## What you should do:
Collect all lines below with the string "JudgeSpec".

Stored data entries:
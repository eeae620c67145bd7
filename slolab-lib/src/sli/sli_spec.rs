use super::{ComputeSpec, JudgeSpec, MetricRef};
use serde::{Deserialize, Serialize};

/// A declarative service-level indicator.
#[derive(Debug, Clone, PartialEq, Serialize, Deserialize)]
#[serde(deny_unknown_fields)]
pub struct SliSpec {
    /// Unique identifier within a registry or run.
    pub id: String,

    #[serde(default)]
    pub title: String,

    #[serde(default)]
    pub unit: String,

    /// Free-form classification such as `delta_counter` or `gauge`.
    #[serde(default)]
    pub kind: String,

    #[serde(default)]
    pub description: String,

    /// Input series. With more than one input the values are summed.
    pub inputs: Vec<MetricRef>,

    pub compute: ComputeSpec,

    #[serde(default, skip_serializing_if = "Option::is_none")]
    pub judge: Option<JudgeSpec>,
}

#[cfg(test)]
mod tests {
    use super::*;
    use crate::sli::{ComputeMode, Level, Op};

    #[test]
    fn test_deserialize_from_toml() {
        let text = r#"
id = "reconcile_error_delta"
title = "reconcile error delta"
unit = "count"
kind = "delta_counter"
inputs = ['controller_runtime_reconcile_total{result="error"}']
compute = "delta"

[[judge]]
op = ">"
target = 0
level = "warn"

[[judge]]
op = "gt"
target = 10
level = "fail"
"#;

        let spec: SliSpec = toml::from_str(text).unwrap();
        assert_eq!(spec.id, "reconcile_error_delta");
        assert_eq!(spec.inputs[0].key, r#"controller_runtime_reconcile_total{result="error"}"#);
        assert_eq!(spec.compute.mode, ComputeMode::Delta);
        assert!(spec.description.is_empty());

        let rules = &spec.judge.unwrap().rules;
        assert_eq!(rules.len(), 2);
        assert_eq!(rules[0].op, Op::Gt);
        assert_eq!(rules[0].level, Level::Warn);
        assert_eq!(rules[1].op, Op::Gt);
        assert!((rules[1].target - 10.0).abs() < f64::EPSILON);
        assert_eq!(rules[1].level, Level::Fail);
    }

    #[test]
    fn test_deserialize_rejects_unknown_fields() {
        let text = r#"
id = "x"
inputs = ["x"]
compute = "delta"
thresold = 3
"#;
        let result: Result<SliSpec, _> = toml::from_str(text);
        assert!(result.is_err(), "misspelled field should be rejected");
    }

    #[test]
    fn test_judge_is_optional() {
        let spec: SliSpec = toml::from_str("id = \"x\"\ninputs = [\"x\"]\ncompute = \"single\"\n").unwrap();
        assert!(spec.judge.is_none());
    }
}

## Final answer:
use super::{ComputeSpec, JudgeSpec, MetricRef};
    pub judge: Option<JudgeSpec>,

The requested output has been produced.